Cuando aún se debatía sobre la veracidad de los documentos
encontrados y su eventual validez como prueba formal en un juicio, empezaron a
desfilar por los pasillos de tribunales un grupo de desprestigiados personajes.
A poco de andar y haciendo gala de una cobardía inigualable,
escaso decoro y ningún código de lealtad estuvieron rápidamente dispuestos a
aportar múltiples detalles a cambio de habilitar una negociación de sus
condenas.
Empresarios prebendarios, políticos corruptos y jueces
deshonestos integran, por ahora, esa nómina tan despreciable como incompleta.
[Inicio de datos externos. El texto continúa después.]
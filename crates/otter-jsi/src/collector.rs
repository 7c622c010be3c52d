//! Thread-local accumulation of native exceptions.
//!
//! Host-function trampolines open a [`CollectorScope`] around each call into
//! native code. Code deep inside the call can record an error with
//! [`JsiNativeExceptionCollector::throw_exception`] instead of threading a
//! `Result` through every frame; the trampoline inspects the scope when the
//! call returns.

use std::cell::RefCell;
use std::marker::PhantomData;

use crate::exception::JsiNativeException;

thread_local! {
    static SCOPES: RefCell<Vec<Option<JsiNativeException>>> = const { RefCell::new(Vec::new()) };
}

/// Entry points for the per-thread collector stack.
pub struct JsiNativeExceptionCollector;

impl JsiNativeExceptionCollector {
    /// Push a new collection scope. It is popped when the guard drops.
    pub fn scope() -> CollectorScope {
        let depth = SCOPES.with(|scopes| {
            let mut scopes = scopes.borrow_mut();
            scopes.push(None);
            scopes.len()
        });
        CollectorScope {
            depth,
            _not_send: PhantomData,
        }
    }

    /// Record an exception in the innermost scope.
    ///
    /// The first exception recorded in a scope wins; later ones are logged
    /// and dropped. Returns `false` when there is no open scope, in which
    /// case the exception is lost.
    pub fn throw_exception(exception: JsiNativeException) -> bool {
        SCOPES.with(|scopes| {
            let mut scopes = scopes.borrow_mut();
            let Some(slot) = scopes.last_mut() else {
                tracing::error!(error = %exception, "native exception thrown outside a collector scope");
                return false;
            };
            if let Some(existing) = slot.as_ref() {
                tracing::warn!(
                    kept = %existing,
                    dropped = %exception,
                    "native exception already pending in scope"
                );
            } else {
                *slot = Some(exception);
            }
            true
        })
    }

    /// Whether the innermost scope holds an exception.
    pub fn has_exception() -> bool {
        SCOPES.with(|scopes| matches!(scopes.borrow().last(), Some(Some(_))))
    }

    /// Number of open scopes on this thread.
    pub fn depth() -> usize {
        SCOPES.with(|scopes| scopes.borrow().len())
    }
}

/// Guard for one collector scope. `!Send`: scopes belong to the thread that
/// opened them.
#[must_use = "the scope is popped as soon as the guard is dropped"]
pub struct CollectorScope {
    depth: usize,
    _not_send: PhantomData<*mut ()>,
}

impl CollectorScope {
    pub fn has_exception(&self) -> bool {
        SCOPES.with(|scopes| matches!(scopes.borrow().get(self.depth - 1), Some(Some(_))))
    }

    /// Take the exception recorded in this scope, if any.
    pub fn take(&self) -> Option<JsiNativeException> {
        SCOPES.with(|scopes| {
            scopes
                .borrow_mut()
                .get_mut(self.depth - 1)
                .and_then(Option::take)
        })
    }
}

impl Drop for CollectorScope {
    fn drop(&mut self) {
        let leftover = SCOPES.with(|scopes| {
            let mut scopes = scopes.borrow_mut();
            if scopes.len() != self.depth {
                tracing::warn!(
                    expected = self.depth,
                    actual = scopes.len(),
                    "collector scopes dropped out of order"
                );
            }
            let leftover = scopes.get_mut(self.depth - 1).and_then(Option::take);
            scopes.truncate(self.depth - 1);
            leftover
        });

        if let Some(exception) = leftover {
            tracing::error!(error = %exception, "native exception left unhandled in collector scope");
        }
    }
}

#[cfg(test)]
mod tests {
    use super::*;

    #[test]
    fn test_throw_without_scope_is_lost() {
        assert_eq!(JsiNativeExceptionCollector::depth(), 0);
        assert!(!JsiNativeExceptionCollector::throw_exception(JsiNativeException::new("lost")));
    }

    #[test]
    fn test_first_exception_wins() {
        let scope = JsiNativeExceptionCollector::scope();
        JsiNativeExceptionCollector::throw_exception(JsiNativeException::new("first"));
        JsiNativeExceptionCollector::throw_exception(JsiNativeException::new("second"));

        assert!(scope.has_exception());
        assert_eq!(scope.take().map(|e| e.message().to_string()), Some("first".into()));
        assert!(!scope.has_exception());
    }

    #[test]
    fn test_nested_scopes_are_independent() {
        let outer = JsiNativeExceptionCollector::scope();
        {
            let inner = JsiNativeExceptionCollector::scope();
            assert_eq!(JsiNativeExceptionCollector::depth(), 2);
            JsiNativeExceptionCollector::throw_exception(JsiNativeException::new("inner"));
            assert!(inner.has_exception());
            assert!(!outer.has_exception());
            assert!(inner.take().is_some());
        }
        assert_eq!(JsiNativeExceptionCollector::depth(), 1);
        assert!(!JsiNativeExceptionCollector::has_exception());
        drop(outer);
        assert_eq!(JsiNativeExceptionCollector::depth(), 0);
    }
}
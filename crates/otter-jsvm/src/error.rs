//! Error types for the JSVM backend

use otter_jsi::JsiNativeException;
use otter_jsvm_sys::{JSVM_Status, LoadError, status_name};
use thiserror::Error;

/// Result type alias for JSVM operations
pub type JsvmResult<T> = Result<T, JsvmError>;

#[derive(Debug, Clone, Error)]
pub enum JsvmError {
    /// The engine library could not be loaded
    #[error(transparent)]
    Load(#[from] LoadError),

    /// A C-API call returned a failing status
    #[error("{operation} failed with {}{}", status_name(*status), format_message(message))]
    Status {
        operation: &'static str,
        status: JSVM_Status,
        message: Option<String>,
    },

    /// VM or environment creation failed
    #[error("Context creation failed: {message}")]
    ContextCreation { message: String },

    #[error("Internal error: {0}")]
    Internal(String),
}

fn format_message(message: &Option<String>) -> String {
    match message {
        Some(message) if !message.is_empty() => format!(": {message}"),
        _ => String::new(),
    }
}

impl JsvmError {
    pub fn status(operation: &'static str, status: JSVM_Status) -> Self {
        Self::Status {
            operation,
            status,
            message: None,
        }
    }

    pub fn context_creation(message: impl Into<String>) -> Self {
        Self::ContextCreation {
            message: message.into(),
        }
    }

    pub fn internal(message: impl Into<String>) -> Self {
        Self::Internal(message.into())
    }
}

impl From<JsvmError> for JsiNativeException {
    fn from(err: JsvmError) -> Self {
        JsiNativeException::engine(err.to_string())
    }
}

/// Errors raised by the embedding bridge
#[derive(Debug, Clone, PartialEq, Eq, Error)]
pub enum BridgeError {
    #[error("Bridge is already attached")]
    AlreadyAttached,

    #[error("Bridge is not attached")]
    NotAttached,

    #[error("Binding context is gone")]
    ContextGone,

    #[error("Delegate rejected attach: {0}")]
    Delegate(String),
}
impl Runtime for TestRuntime {
    fn core(&self) -> &RuntimeCore {
        &self.core
    }

    fn kind(&self) -> RuntimeKind {
        RuntimeKind::Custom
    }

    fn description(&self) -> String {
        "TestRuntime".to_string()
    }

    fn gc_behavior(&self) -> GcBehavior {
        GcBehavior::Synchronous
    }

    /// Understands sums of numeric literals only.
    fn evaluate_javascript(&self, buffer: Arc<dyn Buffer>, source_url: &str) -> JsiResult<Value> {
        let source = std::str::from_utf8(buffer.data())
            .map_err(|e| JsiNativeException::new(format!("Source is not UTF-8: {e}")))?;
        self.evaluated.borrow_mut().push(source_url.to_string());
        self.core.inspector().on_script_evaluated(source_url);

        let terms: Option<Vec<f64>> = source
            .trim()
            .trim_end_matches(';')
            .split('+')
            .map(|term| term.trim().parse::<f64>().ok())
            .collect();
        match terms {
            Some(terms) => Ok(Value::Number(terms.into_iter().sum())),
            None => Err(JsiNativeException::js_error(
                "SyntaxError",
                "Unexpected token",
                format!("at {source_url}:1:1"),
            )),
        }
    }

    fn global(&self) -> Object {
        self.wrap_object(Rc::clone(&self.global))
    }

    fn clone_symbol(&self, pv: &dyn PointerValue) -> Option<Box<dyn PointerValue>> {
        let slot = pv.as_any().downcast_ref::<TestPointer>()?.slot.clone();
        Some(self.pointer(slot))
    }

    fn clone_string(&self, pv: &dyn PointerValue) -> Option<Box<dyn PointerValue>> {
        self.clone_symbol(pv)
    }

    fn clone_object(&self, pv: &dyn PointerValue) -> Option<Box<dyn PointerValue>> {
        self.clone_symbol(pv)
    }

    fn clone_prop_name_id(&self, pv: &dyn PointerValue) -> Option<Box<dyn PointerValue>> {
        self.clone_symbol(pv)
    }

    fn create_prop_name_id_from_utf8(&self, utf8: &[u8]) -> PropNameId {
        let text = String::from_utf8_lossy(utf8);
        PropNameId::from_value(self.pointer(Slot::String(Rc::from(text.as_ref()))))
    }

    fn create_prop_name_id_from_string(&self, string: &JsString) -> PropNameId {
        PropNameId::from_pointer(Pointer::from_option(
            Self::slot_of(string.pointer()).map(|slot| self.pointer(slot)),
        ))
    }

    fn create_prop_name_id_from_symbol(&self, symbol: &Symbol) -> PropNameId {
        PropNameId::from_pointer(Pointer::from_option(
            Self::slot_of(symbol.pointer()).map(|slot| self.pointer(slot)),
        ))
    }

    fn prop_name_id_to_utf8(&self, id: &PropNameId) -> String {
        match self.key_of(id) {
            Some(Key::String(s)) => s.to_string(),
            Some(Key::Symbol(s)) => s.description.clone(),
            None => String::new(),
        }
    }

    fn compare_prop_name_ids(&self, a: &PropNameId, b: &PropNameId) -> bool {
        match (self.key_of(a), self.key_of(b)) {
            (Some(a), Some(b)) => a.same(&b),
            _ => false,
        }
    }

    fn symbol_to_string(&self, symbol: &Symbol) -> String {
        match Self::slot_of(symbol.pointer()) {
            Some(Slot::Symbol(data)) => format!("Symbol({})", data.description),
            _ => String::new(),
        }
    }

    fn create_string_from_utf8(&self, utf8: &[u8]) -> JsString {
        let text = String::from_utf8_lossy(utf8);
        JsString::from_value(self.pointer(Slot::String(Rc::from(text.as_ref()))))
    }

    fn string_to_utf8(&self, string: &JsString) -> String {
        match Self::slot_of(string.pointer()) {
            Some(Slot::String(s)) => s.to_string(),
            _ => String::new(),
        }
    }

    fn create_big_int(&self, digits: &str) -> Option<BigInt> {
        bigint::create_big_int_object(self, digits).map(BigInt::from_object_unchecked)
    }

    fn create_value_from_json_utf8(&self, utf8: &[u8]) -> Option<Value> {
        json::parse_json_utf8(self, utf8)
    }

    fn create_object(&self) -> Object {
        self.wrap_object(TestObject::new(ObjectKind::Plain, &self.finalizers))
    }

    fn create_object_from_host_object(&self, host: Arc<dyn HostObject>) -> Option<Object> {
        let runtime = self.self_weak.upgrade()?;
        let wrapper = HostObjectWrapper::new(&runtime, &host);
        let object = TestObject::new(
            ObjectKind::HostObject(RefCell::new(Some(wrapper))),
            &self.finalizers,
        );
        Some(self.wrap_object(object))
    }

    fn get_host_object(&self, object: &Object) -> Option<Arc<dyn HostObject>> {
        let target = self.object_of(object)?;
        self.host_object_of(&target)
    }

    fn get_host_function(&self, func: &Function) -> Option<Arc<HostFunctionType>> {
        let target = self.object_of(func)?;
        self.host_function_of(&target)
    }

    fn get_property(&self, object: &Object, name: &PropNameId) -> Option<Value> {
        let target = self.object_of(object)?;
        if let ObjectKind::HostObject(_) = &target.kind {
            let host = self.host_object_of(&target)?;
            let scope = JsiNativeExceptionCollector::scope();
            let value = host.get(self, name);
            if let Some(err) = scope.take() {
                self.report_jsi_exception(&err);
                return None;
            }
            return Some(value);
        }
        let key = self.key_of(name)?;
        Some(self.wrap(target.lookup(&key).unwrap_or(Slot::Undefined)))
    }

    fn get_property_by_str(&self, object: &Object, name: &str) -> Option<Value> {
        self.get_property(object, &PropNameId::for_utf8(self, name))
    }

    fn has_property(&self, object: &Object, name: &PropNameId) -> bool {
        let Some(target) = self.object_of(object) else {
            return false;
        };
        if let Some(host) = self.host_object_of(&target) {
            return host
                .get_property_names(self)
                .iter()
                .any(|candidate| PropNameId::compare(self, candidate, name));
        }
        self.key_of(name)
            .is_some_and(|key| target.lookup(&key).is_some())
    }

    fn has_property_by_str(&self, object: &Object, name: &str) -> bool {
        self.has_property(object, &PropNameId::for_utf8(self, name))
    }

    fn set_property_value(&self, object: &Object, name: &PropNameId, value: &Value) -> bool {
        let Some(target) = self.object_of(object) else {
            return false;
        };
        if let ObjectKind::HostObject(_) = &target.kind {
            let Some(host) = self.host_object_of(&target) else {
                return false;
            };
            return match host.set(self, name, value) {
                Ok(()) => true,
                Err(err) => {
                    self.report_jsi_exception(&err);
                    false
                }
            };
        }
        match (self.key_of(name), self.unwrap(value)) {
            (Some(key), Some(slot)) => {
                target.write(key, slot);
                true
            }
            _ => false,
        }
    }

    fn set_property_value_by_str(&self, object: &Object, name: &str, value: &Value) -> bool {
        self.set_property_value(object, &PropNameId::for_utf8(self, name), value)
    }

    fn get_property_names(&self, object: &Object) -> Option<Array> {
        let target = self.object_of(object)?;
        let names: Vec<Value> = match &target.kind {
            ObjectKind::HostObject(_) => self
                .host_object_of(&target)?
                .get_property_names(self)
                .iter()
                .map(|id| Value::from_utf8(self, &id.utf8(self)))
                .collect(),
            ObjectKind::Array(items) => (0..items.borrow().len())
                .map(|index| Value::from_utf8(self, &index.to_string()))
                .collect(),
            _ => target
                .properties
                .borrow()
                .iter()
                .filter_map(|(key, _)| key.as_str().map(str::to_string))
                .map(|name| Value::from_utf8(self, &name))
                .collect(),
        };
        Array::create_with_elements(self, &names)
    }

    fn is_array(&self, object: &Object) -> bool {
        self.object_of(object)
            .is_some_and(|o| matches!(o.kind, ObjectKind::Array(_)))
    }

    fn is_array_buffer(&self, object: &Object) -> bool {
        self.object_of(object)
            .is_some_and(|o| matches!(o.kind, ObjectKind::ArrayBuffer(_)))
    }

    fn is_function(&self, object: &Object) -> bool {
        self.object_of(object)
            .is_some_and(|o| matches!(o.kind, ObjectKind::HostFunction(_)))
    }

    fn is_host_object(&self, object: &Object) -> bool {
        self.object_of(object)
            .is_some_and(|o| matches!(o.kind, ObjectKind::HostObject(_)))
    }

    fn is_host_function(&self, func: &Function) -> bool {
        self.is_function(func)
    }

    fn create_array(&self, length: usize) -> Option<Array> {
        let items = vec![Slot::Undefined; length];
        let object = TestObject::new(ObjectKind::Array(RefCell::new(items)), &self.finalizers);
        Some(self.wrap_object(object).get_array(self))
    }

    fn array_size(&self, array: &Array) -> usize {
        match self.object_of(array).as_deref().map(|o| &o.kind) {
            Some(ObjectKind::Array(items)) => items.borrow().len(),
            _ => 0,
        }
    }

    fn get_value_at_index(&self, array: &Array, index: usize) -> Option<Value> {
        let target = self.object_of(array)?;
        let ObjectKind::Array(items) = &target.kind else {
            return None;
        };
        let slot = items.borrow().get(index).cloned().unwrap_or(Slot::Undefined);
        Some(self.wrap(slot))
    }

    fn set_value_at_index(&self, array: &Array, index: usize, value: &Value) -> bool {
        let (Some(target), Some(slot)) = (self.object_of(array), self.unwrap(value)) else {
            return false;
        };
        let ObjectKind::Array(items) = &target.kind else {
            return false;
        };
        let mut items = items.borrow_mut();
        if index >= items.len() {
            items.resize(index + 1, Slot::Undefined);
        }
        items[index] = slot;
        true
    }

    fn create_array_buffer_copy(&self, data: &[u8]) -> Option<ArrayBuffer> {
        self.create_array_buffer_no_copy(data.to_vec())
    }

    fn create_array_buffer_no_copy(&self, data: Vec<u8>) -> Option<ArrayBuffer> {
        let object = TestObject::new(ObjectKind::ArrayBuffer(RefCell::new(data)), &self.finalizers);
        Some(self.wrap_object(object).get_array_buffer(self))
    }

    fn array_buffer_size(&self, buffer: &ArrayBuffer) -> usize {
        match self.object_of(buffer).as_deref().map(|o| &o.kind) {
            Some(ObjectKind::ArrayBuffer(bytes)) => bytes.borrow().len(),
            _ => 0,
        }
    }

    fn array_buffer_data(&self, buffer: &ArrayBuffer) -> *mut u8 {
        match self.object_of(buffer).as_deref().map(|o| &o.kind) {
            Some(ObjectKind::ArrayBuffer(bytes)) => bytes.borrow_mut().as_mut_ptr(),
            _ => std::ptr::null_mut(),
        }
    }

    fn create_function_from_host_function(
        &self,
        name: &PropNameId,
        param_count: u32,
        func: Arc<HostFunctionType>,
    ) -> Option<Function> {
        let runtime = self.self_weak.upgrade()?;
        let wrapper = HostObjectWrapper::new(&runtime, &func);
        let object = TestObject::new(
            ObjectKind::HostFunction(RefCell::new(Some(wrapper))),
            &self.finalizers,
        );
        object.write(
            Key::String(Rc::from("name")),
            Slot::String(Rc::from(name.utf8(self).as_str())),
        );
        object.write(Key::String(Rc::from("length")), Slot::Number(param_count.into()));
        object.write(
            Key::String(Rc::from("prototype")),
            Slot::Object(TestObject::new(ObjectKind::Plain, &self.finalizers)),
        );
        Some(self.wrap_object(object).get_function(self))
    }

    fn call(&self, func: &Function, this: &Value, args: &[Value]) -> Option<Value> {
        let target = self.object_of(func)?;
        self.invoke(&target, this, args)
    }

    fn call_as_constructor(&self, func: &Function, args: &[Value]) -> Option<Value> {
        let target = self.object_of(func)?;
        let instance = TestObject::new(ObjectKind::Plain, &self.finalizers);
        *instance.proto.borrow_mut() = self.proto_of(&target);
        let this = Value::Object(self.wrap_object(Rc::clone(&instance)));
        match self.invoke(&target, &this, args)? {
            result @ Value::Object(_) => Some(result),
            _ => Some(this),
        }
    }

    fn push_scope(&self) -> Option<ScopeState> {
        let depth = self.scope_depth.get() + 1;
        self.scope_depth.set(depth);
        Some(Box::new(depth))
    }

    fn pop_scope(&self, state: Option<ScopeState>) {
        let expected = state.and_then(|s| s.downcast::<usize>().ok()).map(|d| *d);
        assert_eq!(expected, Some(self.scope_depth.get()), "scopes popped out of order");
        self.scope_depth.set(self.scope_depth.get() - 1);
    }

    fn strict_equals_symbol(&self, a: &Symbol, b: &Symbol) -> bool {
        match (Self::slot_of(a.pointer()), Self::slot_of(b.pointer())) {
            (Some(Slot::Symbol(a)), Some(Slot::Symbol(b))) => Rc::ptr_eq(&a, &b),
            _ => false,
        }
    }

    fn strict_equals_string(&self, a: &JsString, b: &JsString) -> bool {
        match (Self::slot_of(a.pointer()), Self::slot_of(b.pointer())) {
            (Some(Slot::String(a)), Some(Slot::String(b))) => a == b,
            _ => false,
        }
    }

    fn strict_equals_object(&self, a: &Object, b: &Object) -> bool {
        match (self.object_of(a), self.object_of(b)) {
            (Some(a), Some(b)) => Rc::ptr_eq(&a, &b),
            _ => false,
        }
    }

    fn instance_of(&self, object: &Object, ctor: &Function) -> Option<bool> {
        let target = self.object_of(object)?;
        let ctor = self.object_of(ctor)?;
        let proto = self.proto_of(&ctor)?;
        let mut current = target.proto.borrow().clone();
        while let Some(candidate) = current {
            if Rc::ptr_eq(&candidate, &proto) {
                return Some(true);
            }
            current = candidate.proto.borrow().clone();
        }
        Some(false)
    }

    fn request_gc(&self) {
        self.gc_runs.set(self.gc_runs.get() + 1);
        while self.run_finalizers() > 0 {}
    }
}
La nefasta grilla no está definitivamente cerrada y todo hace pensar que se
seguirán sumando acusados y delatores a este patético culebrón.
Claro que los primeros argumentos defensivos apelaron a la
nulidad de los indicios, para luego dedicarse al sospechoso oportunismo de las
denuncias, pero fue finalmente la abrumadora secuencia de auto inculpados lo
que dejó poco margen para cualquier tipo de vanos pretextos y laxas
justificaciones.
Pocos observadores toman verdadera dimensión del tamaño del
escándalo y de sus posibles derivaciones políticas y económicas. Este puede
llegar a ser un trascendente hito en la historia capaz de marcar un antes y un
después.
Puede que estos acontecimientos se lleven puesto a los más
importantes partidos políticos, a varias generaciones de dirigentes y hasta,
tal vez, unas cuantas empresas vean severamente comprometido su futuro
inmediato.
Es posible que se convierta en una bisagra positiva y que
luego venga algo superador, pero queda espacio para que solo sea una mutación
irrelevante que solo modifique la lista de protagonistas y no consiga torcerle
el brazo a la perversa dinámica que, la corrupción estructural, ha logrado
establecer.
No faltaron a la cita quienes intentaron explicar la crisis
económica actual vinculándola exclusivamente con estos aberrantes hechos. Eso
no es cierto, pero para algunos, resulta bastante ventajoso plantearlo de este
modo.
La situación presente tiene profundas raíces que vienen de
larga data, pero que no han sido ni debidamente corregidas, ni suficientemente
mensuradas en esta nueva etapa. Si estos problemas no son encarados con
contundencia brindando señales claras e inconfundibles, nada se resolverá.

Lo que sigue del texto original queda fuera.